Requirement = Take every line of the material and reproduce it exactly.

Data for the task =
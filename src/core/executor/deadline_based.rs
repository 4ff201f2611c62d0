//! Deadline-based executor: cooperative time slicing.

use std::sync::Arc;
use std::time::{Duration, Instant};

use crate::config::SchedulerConfig;
use crate::core::error::SchedulerError;
use crate::core::uncaught::UncaughtErrorRegistry;

use super::{ActivationTrigger, Executor, ExecutorCore};

/// Minimum remaining time, in time units, needed to start another task.
pub const MIN_TASK_TIME: i64 = 1;

/// Reports the time remaining before the executor must yield.
pub trait DeadlineProbe {
    /// Remaining time in time units. Zero or negative means the deadline passed.
    fn time_remaining(&self) -> i64;
}

impl<F> DeadlineProbe for F
where
    F: Fn() -> i64,
{
    fn time_remaining(&self) -> i64 {
        self()
    }
}

/// Probe counting down a fixed budget from the moment it is created.
#[derive(Debug, Clone, Copy)]
pub struct TimeBudget {
    started: Instant,
    budget: Duration,
}

impl TimeBudget {
    /// Start a budget of `budget_ms` milliseconds.
    #[must_use]
    pub fn new(budget_ms: u64) -> Self {
        Self {
            started: Instant::now(),
            budget: Duration::from_millis(budget_ms),
        }
    }
}

impl DeadlineProbe for TimeBudget {
    fn time_remaining(&self) -> i64 {
        let remaining = self.budget.saturating_sub(self.started.elapsed());
        i64::try_from(remaining.as_millis()).unwrap_or(i64::MAX)
    }
}

/// Executor that runs tasks until the supplied deadline probe says to yield.
///
/// A plain [`Executor::activate`] has no probe and therefore yields immediately, requesting another
/// activation. Triggers driving this executor are expected to call
/// [`Executor::activate_with_deadline`].
pub struct DeadlineBasedExecutor {
    core: ExecutorCore,
}

impl DeadlineBasedExecutor {
    /// Create an executor with the given activation trigger.
    #[must_use]
    pub fn new(
        config: &SchedulerConfig,
        trigger: Arc<dyn ActivationTrigger>,
        errors: Arc<UncaughtErrorRegistry>,
    ) -> Self {
        Self {
            core: ExecutorCore::new(config, trigger, errors),
        }
    }

    fn should_yield(probe: Option<&dyn DeadlineProbe>) -> bool {
        probe.is_none_or(|probe| probe.time_remaining() < MIN_TASK_TIME)
    }

    /// Run tasks until the deadline passes or the queue is empty.
    ///
    /// Requests another activation if tasks remain queued.
    pub fn execute_tasks(&self, probe: Option<&dyn DeadlineProbe>) {
        let mut queue_size = self.core.queue_size();
        while queue_size != 0 && !Self::should_yield(probe) {
            self.core.execute_next_task();
            queue_size = self.core.queue_size();
        }
        if queue_size != 0 {
            tracing::trace!(remaining = queue_size, "deadline reached with tasks queued");
            self.core.schedule_for_activation();
        }
    }
}

impl Executor for DeadlineBasedExecutor {
    fn core(&self) -> &ExecutorCore {
        &self.core
    }

    fn activate(&self) -> Result<(), SchedulerError> {
        self.core.context()?.activate(&mut || {
            self.execute_tasks(None);
            Ok(())
        })
    }

    fn activate_with_deadline(&self, probe: &dyn DeadlineProbe) -> Result<(), SchedulerError> {
        self.core.context()?.activate(&mut || {
            self.execute_tasks(Some(probe));
            Ok(())
        })
    }
}

impl std::fmt::Debug for DeadlineBasedExecutor {
    fn fmt(&self, f: &mut std::fmt::Formatter<'_>) -> std::fmt::Result {
        f.debug_struct("DeadlineBasedExecutor")
            .field("queue_size", &self.core.queue_size())
            .finish()
    }
}
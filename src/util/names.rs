//! Diagnostic task names.

use std::sync::atomic::{AtomicU64, Ordering};

/// Generates `Prefix@N` names for tasks scheduled without one.
#[derive(Debug)]
pub struct NameGenerator {
    enabled: bool,
    next_id: AtomicU64,
}

impl NameGenerator {
    /// A generator whose counter starts at 1. A disabled generator always yields `None`.
    #[must_use]
    pub const fn new(enabled: bool) -> Self {
        Self {
            enabled,
            next_id: AtomicU64::new(1),
        }
    }

    /// Whether names are kept at all.
    #[must_use]
    pub const fn is_enabled(&self) -> bool {
        self.enabled
    }

    /// The supplied name, or a generated one when none was supplied.
    #[must_use]
    pub fn generate(&self, prefix: &str, name: Option<&str>) -> Option<String> {
        if !self.enabled {
            return None;
        }
        Some(name.map_or_else(
            || format!("{prefix}@{}", self.next_id.fetch_add(1, Ordering::Relaxed)),
            ToString::to_string,
        ))
    }

    /// Restart the counter at 1.
    pub fn reset(&self) {
        self.next_id.store(1, Ordering::Relaxed);
    }
}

Completed task =
filename src/core/executor/deadline_based.rs
repository 4ff201f2611c62d0
//! Deadline-based executor: cooperative time slicing.

use std::sync::Arc;
use std::time::{Duration, Instant};

use crate::config::SchedulerConfig;
use crate::core::error::SchedulerError;
use crate::core::uncaught::UncaughtErrorRegistry;

use super::{ActivationTrigger, Executor, ExecutorCore};

/// Minimum remaining time, in time units, needed to start another task.
pub const MIN_TASK_TIME: i64 = 1;

/// Reports the time remaining before the executor must yield.
pub trait DeadlineProbe {
    /// Remaining time in time units. Zero or negative means the deadline passed.
    fn time_remaining(&self) -> i64;
}

impl<F> DeadlineProbe for F
where
    F: Fn() -> i64,
{
    fn time_remaining(&self) -> i64 {
        self()
    }
}

/// Probe counting down a fixed budget from the moment it is created.
#[derive(Debug, Clone, Copy)]
pub struct TimeBudget {
    started: Instant,
    budget: Duration,
}

impl TimeBudget {
    /// Start a budget of `budget_ms` milliseconds.
    #[must_use]
    pub fn new(budget_ms: u64) -> Self {
        Self {
            started: Instant::now(),
            budget: Duration::from_millis(budget_ms),
        }
    }
}

impl DeadlineProbe for TimeBudget {
    fn time_remaining(&self) -> i64 {
        let remaining = self.budget.saturating_sub(self.started.elapsed());
        i64::try_from(remaining.as_millis()).unwrap_or(i64::MAX)
    }
}

/// Executor that runs tasks until the supplied deadline probe says to yield.
///
/// A plain [`Executor::activate`] has no probe and therefore yields immediately, requesting another
/// activation. Triggers driving this executor are expected to call
/// [`Executor::activate_with_deadline`].
pub struct DeadlineBasedExecutor {
    core: ExecutorCore,
}

impl DeadlineBasedExecutor {
    /// Create an executor with the given activation trigger.
    #[must_use]
    pub fn new(
        config: &SchedulerConfig,
        trigger: Arc<dyn ActivationTrigger>,
        errors: Arc<UncaughtErrorRegistry>,
    ) -> Self {
        Self {
            core: ExecutorCore::new(config, trigger, errors),
        }
    }

    fn should_yield(probe: Option<&dyn DeadlineProbe>) -> bool {
        probe.is_none_or(|probe| probe.time_remaining() < MIN_TASK_TIME)
    }

    /// Run tasks until the deadline passes or the queue is empty.
    ///
    /// Requests another activation if tasks remain queued.
    pub fn execute_tasks(&self, probe: Option<&dyn DeadlineProbe>) {
        let mut queue_size = self.core.queue_size();
        while queue_size != 0 && !Self::should_yield(probe) {
            self.core.execute_next_task();
            queue_size = self.core.queue_size();
        }
        if queue_size != 0 {
            tracing::trace!(remaining = queue_size, "deadline reached with tasks queued");
            self.core.schedule_for_activation();
        }
    }
}

impl Executor for DeadlineBasedExecutor {
    fn core(&self) -> &ExecutorCore {
        &self.core
    }

    fn activate(&self) -> Result<(), SchedulerError> {
        self.core.context()?.activate(&mut || {
            self.execute_tasks(None);
            Ok(())
        })
    }

    fn activate_with_deadline(&self, probe: &dyn DeadlineProbe) -> Result<(), SchedulerError> {
        self.core.context()?.activate(&mut || {
            self.execute_tasks(Some(probe));
            Ok(())
        })
    }
}

impl std::fmt::Debug for DeadlineBasedExecutor {
    fn fmt(&self, f: &mut std::fmt::Formatter<'_>) -> std::fmt::Result {
        f.debug_struct("DeadlineBasedExecutor")
            .field("queue_size", &self.core.queue_size())
            .finish()
    }
}
filename src/util/names.rs
//! Diagnostic task names.

use std::sync::atomic::{AtomicU64, Ordering};

/// Generates `Prefix@N` names for tasks scheduled without one.
#[derive(Debug)]
pub struct NameGenerator {
    enabled: bool,
    next_id: AtomicU64,
}

impl NameGenerator {
    /// A generator whose counter starts at 1. A disabled generator always yields `None`.
    #[must_use]
    pub const fn new(enabled: bool) -> Self {
        Self {
            enabled,
            next_id: AtomicU64::new(1),
        }
    }

    /// Whether names are kept at all.
    #[must_use]
    pub const fn is_enabled(&self) -> bool {
        self.enabled
    }

    /// The supplied name, or a generated one when none was supplied.
    #[must_use]
    pub fn generate(&self, prefix: &str, name: Option<&str>) -> Option<String> {
        if !self.enabled {
            return None;
        }
        Some(name.map_or_else(
            || format!("{prefix}@{}", self.next_id.fetch_add(1, Ordering::Relaxed)),
            ToString::to_string,
        ))
    }

    /// Restart the counter at 1.
    pub fn reset(&self) {
        self.next_id.store(1, Ordering::Relaxed);
    }
}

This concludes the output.